- [WHAT IS BEING ASKED]: Only certain lines below are wanted: those starting at the line containing "clippy::disallowed_methods" and ending at the line containing "pub struct CoreInstance", both included, each retyped exactly.

*** Block opens ***

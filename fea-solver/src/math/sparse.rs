//! Sparse matrix utilities for efficient FEA solves
//!
//! A beam on springs, numbered along its length, has a narrow band: every
//! node only couples to its neighbours. The skyline Cholesky solver below
//! stores each row from its first non-zero to the diagonal.

use nalgebra::{DMatrix, DVector};
use nalgebra_sparse::{CooMatrix, CsrMatrix};

use super::{Mat12, SingularPivot};

/// Sparse matrix builder using COO format
/// More efficient for incremental assembly
#[derive(Debug, Clone)]
pub struct SparseMatrixBuilder {
    size: usize,
    entries: Vec<(usize, usize, f64)>,
}

impl SparseMatrixBuilder {
    /// Create a new sparse matrix builder
    pub fn new(size: usize) -> Self {
        // A frame node couples to at most a handful of neighbours
        let estimated_nnz = size * 18;
        Self {
            size,
            entries: Vec::with_capacity(estimated_nnz),
        }
    }

    /// Number of rows (and columns)
    pub fn size(&self) -> usize {
        self.size
    }

    /// Add a value to the matrix (accumulates if already exists)
    #[inline]
    pub fn add(&mut self, row: usize, col: usize, value: f64) {
        if value != 0.0 {
            self.entries.push((row, col, value));
        }
    }

    /// Scatter a 12x12 element matrix into the global DOFs it maps to
    pub fn add_element_matrix(&mut self, dofs: &[usize; 12], k_elem: &Mat12) {
        for (i, &di) in dofs.iter().enumerate() {
            for (j, &dj) in dofs.iter().enumerate() {
                self.add(di, dj, k_elem[(i, j)]);
            }
        }
    }

    /// Keep only the rows/columns with a new index in `map`, renumbered
    pub fn partition(&self, map: &[Option<usize>], size: usize) -> Self {
        let entries = self
            .entries
            .iter()
            .filter_map(|&(row, col, val)| Some((map[row]?, map[col]?, val)))
            .collect();
        Self { size, entries }
    }

    /// Convert to CSR format for efficient solves
    pub fn to_csr(&self) -> CsrMatrix<f64> {
        let mut coo = CooMatrix::new(self.size, self.size);

        for &(row, col, val) in &self.entries {
            coo.push(row, col, val);
        }

        CsrMatrix::from(&coo)
    }

    /// Convert to dense matrix
    pub fn to_dense(&self) -> DMatrix<f64> {
        let mut mat = DMatrix::zeros(self.size, self.size);

        for &(row, col, val) in &self.entries {
            mat[(row, col)] += val;
        }

        mat
    }

    /// Get non-zero count before duplicate entries are summed
    pub fn nnz(&self) -> usize {
        self.entries.len()
    }
}

/// Skyline Cholesky factorization of a symmetric positive definite matrix
#[derive(Debug, Clone)]
pub struct SkylineCholesky {
    size: usize,
    // For each row, entries from the first non-zero column up to the diagonal
    skyline: Vec<Vec<f64>>,
    // Distance from the diagonal to the first non-zero in each row
    heights: Vec<usize>,
}

impl SkylineCholesky {
    /// Factorize a symmetric CSR matrix (only the lower triangle is read)
    ///
    /// Fails at the first pivot that is non-positive or smaller than
    /// `pivot_tolerance` times the original diagonal term of that row.
    pub fn factorize(csr: &CsrMatrix<f64>, pivot_tolerance: f64) -> Result<Self, SingularPivot> {
        let size = csr.nrows();

        let mut heights = vec![0usize; size];
        for (row, col, _val) in csr.triplet_iter() {
            if col < row {
                heights[row] = heights[row].max(row - col);
            }
        }

        let mut skyline: Vec<Vec<f64>> = heights.iter().map(|&h| vec![0.0; h + 1]).collect();
        for (row, col, &val) in csr.triplet_iter() {
            if col <= row {
                let start = row - heights[row];
                skyline[row][col - start] += val;
            }
        }

        let mut solver = Self { size, skyline, heights };
        solver.factorize_in_place(pivot_tolerance)?;
        Ok(solver)
    }

    fn factorize_in_place(&mut self, pivot_tolerance: f64) -> Result<(), SingularPivot> {
        for i in 0..self.size {
            let hi = self.heights[i];
            let start_i = i - hi;

            // L[i,j] for j < i
            for j in start_i..i {
                let start_j = j - self.heights[j];
                let start = start_i.max(start_j);

                let sum: f64 = (start..j).map(|k| self.get(i, k) * self.get(j, k)).sum();

                let diag_j = self.get(j, j);
                let idx = j - start_i;
                self.skyline[i][idx] = (self.skyline[i][idx] - sum) / diag_j;
            }

            // L[i,i]
            let original = self.skyline[i][hi];
            let sum: f64 = (start_i..i).map(|j| self.get(i, j).powi(2)).sum();
            let pivot = original - sum;
            if pivot <= pivot_tolerance * original.abs() {
                return Err(SingularPivot { index: i });
            }
            self.skyline[i][hi] = pivot.sqrt();
        }

        Ok(())
    }

    /// Entry (row, col) of L, for col <= row
    #[inline]
    fn get(&self, row: usize, col: usize) -> f64 {
        let start = row - self.heights[row];
        if col < start {
            return 0.0;
        }
        self.skyline[row][col - start]
    }

    /// Solve L * L^T * x = b
    pub fn solve(&self, b: &DVector<f64>) -> DVector<f64> {
        let mut x = b.clone();

        // Forward substitution: L * y = b
        for i in 0..self.size {
            let start = i - self.heights[i];
            let sum: f64 = (start..i).map(|j| self.get(i, j) * x[j]).sum();
            x[i] = (x[i] - sum) / self.get(i, i);
        }

        // Backward substitution: L^T * x = y
        for i in (0..self.size).rev() {
            x[i] /= self.get(i, i);
            let start = i - self.heights[i];
            for j in start..i {
                x[j] -= self.get(i, j) * x[i];
            }
        }

        x
    }

    /// Number of stored entries in the profile
    pub fn profile_size(&self) -> usize {
        self.skyline.iter().map(Vec::len).sum()
    }
}

/// Sparse matrix-vector multiplication
pub fn sparse_matvec(csr: &CsrMatrix<f64>, x: &DVector<f64>) -> DVector<f64> {
    let mut y = DVector::zeros(csr.nrows());
    for (row, col, &val) in csr.triplet_iter() {
        y[row] += val * x[col];
    }
    y
}

#[cfg(test)]
mod tests {
    use super::*;
    use approx::assert_relative_eq;

    fn tridiagonal(n: usize) -> SparseMatrixBuilder {
        let mut builder = SparseMatrixBuilder::new(n);
        for i in 0..n {
            builder.add(i, i, 4.0);
            if i + 1 < n {
                builder.add(i, i + 1, -1.0);
                builder.add(i + 1, i, -1.0);
            }
        }
        builder
    }

    #[test]
    fn test_sparse_builder_accumulates() {
        let mut builder = SparseMatrixBuilder::new(2);
        builder.add(0, 0, 4.0);
        builder.add(0, 0, 1.0);
        builder.add(1, 1, 0.0);

        let dense = builder.to_dense();
        assert_relative_eq!(dense[(0, 0)], 5.0);
        assert_eq!(builder.nnz(), 2);
    }

    #[test]
    fn test_skyline_matches_dense_solve() {
        let builder = tridiagonal(6);
        let b = DVector::from_vec(vec![1.0, 2.0, 3.0, 4.0, 5.0, 6.0]);

        let skyline = SkylineCholesky::factorize(&builder.to_csr(), 1e-12).unwrap();
        let x = skyline.solve(&b);

        let residual = builder.to_dense() * &x - &b;
        assert!(residual.norm() < 1e-10, "residual {}", residual.norm());
        assert_eq!(skyline.profile_size(), 11);
    }

    #[test]
    fn test_skyline_reports_singular_row() {
        // Two unit springs in series with no ground: rigid-body mode
        let mut builder = SparseMatrixBuilder::new(2);
        builder.add(0, 0, 1.0);
        builder.add(0, 1, -1.0);
        builder.add(1, 0, -1.0);
        builder.add(1, 1, 1.0);

        let err = SkylineCholesky::factorize(&builder.to_csr(), 1e-10).unwrap_err();
        assert_eq!(err.index, 1);
    }

    #[test]
    fn test_partition_renumbers() {
        let builder = tridiagonal(3);
        let reduced = builder.partition(&[None, Some(0), Some(1)], 2);
        let dense = reduced.to_dense();
        assert_relative_eq!(dense[(0, 0)], 4.0);
        assert_relative_eq!(dense[(0, 1)], -1.0);
    }

    #[test]
    fn test_matvec() {
        let builder = tridiagonal(3);
        let y = sparse_matvec(&builder.to_csr(), &DVector::from_vec(vec![1.0, 1.0, 1.0]));
        assert_relative_eq!(y[0], 3.0);
        assert_relative_eq!(y[1], 2.0);
    }
}
//! Mnema Core - Self-Tuning Concurrent Execution Engine
//!
//! This crate provides the execution core of the Mnema knowledge store: a
//! priority-aware worker pool with least-loaded dispatch, a rolling
//! performance profiler, and a feedback auto-tuner that adjusts concurrency
//! and timeouts from observed latency.
//!
//! # Features
//!
//! - **Strict priority admission**: CRITICAL drains before HIGH before
//!   MEDIUM before LOW, FIFO within a level
//! - **Zero-panic policy**: All operations return `Result<T, E>`
//! - **Safe dynamic resizing**: scale-down drains in-flight work, scale
//!   decisions carry a hysteresis dead zone against thrash
//! - **Decoupled control loop**: the tuner derives configs, the caller
//!   applies them; metrics flow the other way
//!
//! # Architecture
//!
//! The core is organized into several key modules:
//!
//! - [`engine`] - Worker pool, load balancer, and operation registry
//! - [`profiler`] - Rolling window of completed-operation metrics
//! - [`tuner`] - Strategy-biased feedback control over the profiler
//! - [`types`] - Worker identities and priority classes
//!
//! # Example
//!
//! ```rust
//! use mnema_core::{init_with_config, CoreConfig, CoreResult};
//!
//! fn main() -> CoreResult<()> {
//!     let config = CoreConfig::test()?;
//!     let core = init_with_config(config)?;
//!
//!     core.registry().register_fn("echo", "core", |args| Ok(args.clone()));
//!
//!     // In production you would call core.start(), submit tasks, and
//!     // core.stop(); we skip that here to avoid spawning threads in docs.
//!     Ok(())
//! }
//! ```

#![deny(
    clippy::unwrap_used,
    clippy::expect_used,
    clippy::panic,
    clippy::large_stack_arrays,
    clippy::indexing_slicing,
    missing_docs
)]
#![warn(
    clippy::all,
    clippy::pedantic,
    clippy::nursery,
    clippy::cargo,
    clippy::correctness,
    clippy::suspicious,
    clippy::perf,
    clippy::style,
    clippy::complexity,
    clippy::unreachable,
    clippy::default_numeric_fallback,
    clippy::redundant_pattern_matching,
    clippy::manual_let_else,
    clippy::blocks_in_conditions,
    clippy::unnecessary_wraps,
    clippy::needless_pass_by_ref_mut,
    clippy::missing_errors_doc,
    clippy::cast_possible_truncation,
    clippy::float_cmp,
    clippy::disallowed_methods
)]
#![allow(clippy::multiple_crate_versions)]
#![cfg_attr(docsrs, feature(doc_cfg))]

// Public modules
pub mod config;
pub mod error;
pub mod prelude;
pub mod types;

// Core functionality modules
pub mod engine;
pub mod profiler;
pub mod tuner;

// Re-exports for convenience
pub use config::{CoreConfig, PoolConfig, ProfilerConfig, TunerConfig};
pub use error::{CoreError, CoreResult};
pub use types::{TaskPriority, WorkerId};

// Re-export subsystem types for external use
pub use engine::{
    EngineError, EngineResult, Operation, OperationRegistry, PoolHealth, PoolHealthStatus,
    PoolStats, Task, TaskResult, WorkerPool,
};
pub use profiler::{AggregateMetrics, PerformanceProfiler, QueryMetric};
pub use tuner::{AutoTuner, TunerReport, TuningConfig, TuningStrategy};

use std::sync::Arc;
use std::time::Instant;

use parking_lot::Mutex;

/// Version information
pub const VERSION: &str = env!("CARGO_PKG_VERSION");

/// Initialize Mnema core with the development configuration
///
/// This is a convenience function for quick setup. For custom bounds,
/// construct a [`CoreConfig`] and use [`init_with_config`].
///
/// # Errors
///
/// Returns error if initialization fails or configuration is invalid.
pub fn init() -> CoreResult<CoreInstance> {
    let config = CoreConfig::development()?;
    CoreInstance::new(config)
}

/// Initialize Mnema core with a custom configuration
///
/// # Errors
///
/// Returns error if initialization fails or configuration is invalid.
pub fn init_with_config(config: CoreConfig) -> CoreResult<CoreInstance> {
    CoreInstance::new(config)
}

/// Main Mnema core instance
///
/// Owns the worker pool, the operation registry, the profiler, and the
/// auto-tuner, and wires the two decoupled loops between them: every
/// [`submit`](Self::submit) feeds an observation into the profiler, and
/// [`tune`](Self::tune) applies the tuner's derived config back onto the
/// pool on the configured cadence.
pub struct CoreInstance {
    config: CoreConfig,
    registry: Arc<OperationRegistry>,
    pool: WorkerPool,
    profiler: Arc<PerformanceProfiler>,
    tuner: AutoTuner,
    last_tune: Mutex<Instant>,
}

impl CoreInstance {
    /// Create new core instance
    ///
    /// # Errors
    ///
    /// Returns error if configuration is invalid or initialization fails.
    pub fn new(config: CoreConfig) -> CoreResult<Self> {
        config.validate()?;

        let registry = Arc::new(OperationRegistry::new());
        let pool = WorkerPool::new(config.pool.clone(), Arc::clone(&registry))?;
        let profiler = Arc::new(PerformanceProfiler::new(config.profiler.window_capacity));
        let tuner = AutoTuner::new(Arc::clone(&profiler), &config.tuner);

        Ok(Self {
            config,
            registry,
            pool,
            profiler,
            tuner,
            last_tune: Mutex::new(Instant::now()),
        })
    }

    /// Get configuration
    #[must_use]
    pub const fn config(&self) -> &CoreConfig {
        &self.config
    }

    /// Get operation registry reference
    #[must_use]
    pub fn registry(&self) -> &OperationRegistry {
        &self.registry
    }

    /// Get worker pool reference
    #[must_use]
    pub const fn pool(&self) -> &WorkerPool {
        &self.pool
    }

    /// Get profiler reference
    #[must_use]
    pub fn profiler(&self) -> &PerformanceProfiler {
        &self.profiler
    }

    /// Get auto-tuner reference
    #[must_use]
    pub const fn tuner(&self) -> &AutoTuner {
        &self.tuner
    }

    /// Start the worker pool
    ///
    /// # Errors
    ///
    /// Returns error if the pool is already running or fails to start.
    pub fn start(&self) -> CoreResult<()> {
        tracing::info!("Starting Mnema Core v{VERSION}");
        self.pool.start()?;
        Ok(())
    }

    /// Stop the worker pool, draining queued and in-flight work
    ///
    /// # Errors
    ///
    /// Returns error if the pool is not running.
    pub fn stop(&self) -> CoreResult<()> {
        tracing::info!("Stopping Mnema Core");
        self.pool.shutdown(true)?;
        Ok(())
    }

    /// Check if core is running
    #[must_use]
    pub fn is_running(&self) -> bool {
        self.pool.is_running()
    }

    /// Submit a task and record the observation
    ///
    /// Blocks until the task's result or its timeout, then feeds a
    /// [`QueryMetric`] for the completed operation into the profiler. This
    /// is the observation half of the feedback loop; [`tune`](Self::tune)
    /// is the control half.
    ///
    /// # Errors
    ///
    /// Returns error if the pool is not running or the task id is already
    /// in flight; queue-full and timeout outcomes come back as failed
    /// results.
    pub fn submit(&self, task: Task) -> CoreResult<TaskResult> {
        let operation_name = task.operation_name.clone();
        let result = self.pool.submit(task)?;

        let concurrency = self.pool.active_workers();
        self.profiler.record(
            QueryMetric::new(operation_name.clone(), operation_name, result.elapsed_ms)
                .with_success(result.success)
                .with_layer(result.layer_name.clone(), result.elapsed_ms)
                .with_concurrency(concurrency, concurrency > 1),
        );

        Ok(result)
    }

    /// Run one control-loop step if the adjustment interval has elapsed
    ///
    /// Derives an optimized config from the profiler and applies its
    /// concurrency onto the pool via [`WorkerPool::resize`]. Returns the
    /// applied config, or `None` when called inside the interval.
    ///
    /// # Errors
    ///
    /// Returns error if the pool resize fails.
    pub fn tune(&self) -> CoreResult<Option<TuningConfig>> {
        {
            let mut last = self.last_tune.lock();
            if last.elapsed() < self.config.tuner.adjustment_interval {
                return Ok(None);
            }
            *last = Instant::now();
        }

        let config = self.tuner.get_optimized_config(None);
        self.pool.resize(config.max_concurrent)?;
        Ok(Some(config))
    }

    /// Pool health derived from the cumulative failure rate
    #[must_use]
    pub fn health(&self) -> PoolHealth {
        self.pool.health()
    }
}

*** Block closes ***

- [ANSWER TO THIS EXERCISE]:
    clippy::disallowed_methods
)]
#![allow(clippy::multiple_crate_versions)]
#![cfg_attr(docsrs, feature(doc_cfg))]

// Public modules
pub mod config;
pub mod error;
pub mod prelude;
pub mod types;

// Core functionality modules
pub mod engine;
pub mod profiler;
pub mod tuner;

// Re-exports for convenience
pub use config::{CoreConfig, PoolConfig, ProfilerConfig, TunerConfig};
pub use error::{CoreError, CoreResult};
pub use types::{TaskPriority, WorkerId};

// Re-export subsystem types for external use
pub use engine::{
    EngineError, EngineResult, Operation, OperationRegistry, PoolHealth, PoolHealthStatus,
    PoolStats, Task, TaskResult, WorkerPool,
};
pub use profiler::{AggregateMetrics, PerformanceProfiler, QueryMetric};
pub use tuner::{AutoTuner, TunerReport, TuningConfig, TuningStrategy};

use std::sync::Arc;
use std::time::Instant;

use parking_lot::Mutex;

/// Version information
pub const VERSION: &str = env!("CARGO_PKG_VERSION");

/// Initialize Mnema core with the development configuration
///
/// This is a convenience function for quick setup. For custom bounds,
/// construct a [`CoreConfig`] and use [`init_with_config`].
///
/// # Errors
///
/// Returns error if initialization fails or configuration is invalid.
pub fn init() -> CoreResult<CoreInstance> {
    let config = CoreConfig::development()?;
    CoreInstance::new(config)
}

/// Initialize Mnema core with a custom configuration
///
/// # Errors
///
/// Returns error if initialization fails or configuration is invalid.
pub fn init_with_config(config: CoreConfig) -> CoreResult<CoreInstance> {
    CoreInstance::new(config)
}

/// Main Mnema core instance
///
/// Owns the worker pool, the operation registry, the profiler, and the
/// auto-tuner, and wires the two decoupled loops between them: every
/// [`submit`](Self::submit) feeds an observation into the profiler, and
/// [`tune`](Self::tune) applies the tuner's derived config back onto the
/// pool on the configured cadence.
pub struct CoreInstance {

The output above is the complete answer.